Mediterranean Hope was created a few months after 368 migrants died on Oct. 3, 2013, trying to reach Lampedusa, an Italian island much closer to North Africa than to the mainland of Italy.
In a statement by the United Methodist Board of Global Ministries following that tragedy, Thomas Kemper, top executive, noted that many missionaries work with migrant communities, “dealing first hand with the conditions that displace people, hearing how government policies against migration led to exploitation and tragedy.”

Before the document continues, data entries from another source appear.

//! Logout signal observed by the navigation layer.

use tokio::sync::broadcast;
use tracing::info;

/// Why the session ended.
#[derive(Debug, Clone, Copy, PartialEq, Eq)]
pub enum LogoutReason {
    /// The user signed out.
    SignedOut,
    /// Both tokens had expired before the request was sent.
    SessionExpired,
    /// The refresh mutation failed.
    RefreshFailed,
    /// The request was still rejected after a successful refresh.
    RejectedAfterRefresh,
}

/// Emitted once each time a session is torn down.
#[derive(Debug, Clone, Copy, PartialEq, Eq)]
pub struct LogoutEvent {
    pub reason: LogoutReason,
}

/// Broadcast channel for [`LogoutEvent`]s.
#[derive(Debug, Clone)]
pub struct LogoutSignal {
    tx: broadcast::Sender<LogoutEvent>,
}

impl LogoutSignal {
    pub fn new() -> Self {
        let (tx, _) = broadcast::channel(16);
        Self { tx }
    }

    /// Subscribe to logout events.
    pub fn subscribe(&self) -> broadcast::Receiver<LogoutEvent> {
        self.tx.subscribe()
    }

    /// Emit a logout event. Silently drops if no subscribers.
    pub fn emit(&self, reason: LogoutReason) {
        info!(?reason, "Session ended");
        let _ = self.tx.send(LogoutEvent { reason });
    }
}

impl Default for LogoutSignal {
    fn default() -> Self {
        Self::new()
    }
}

The route by boat to Italy, managed by smugglers and human traffickers, is expensive, abusive and extremely dangerous, Naso said, with an average of 6,000 people dying each year.
The several-pronged approach of Mediterranean Hope includes running the House of Cultures, assisting migrants arriving on the island of Lampedusa through a reception center and staffing a relocation desk in Rome to help those in transit.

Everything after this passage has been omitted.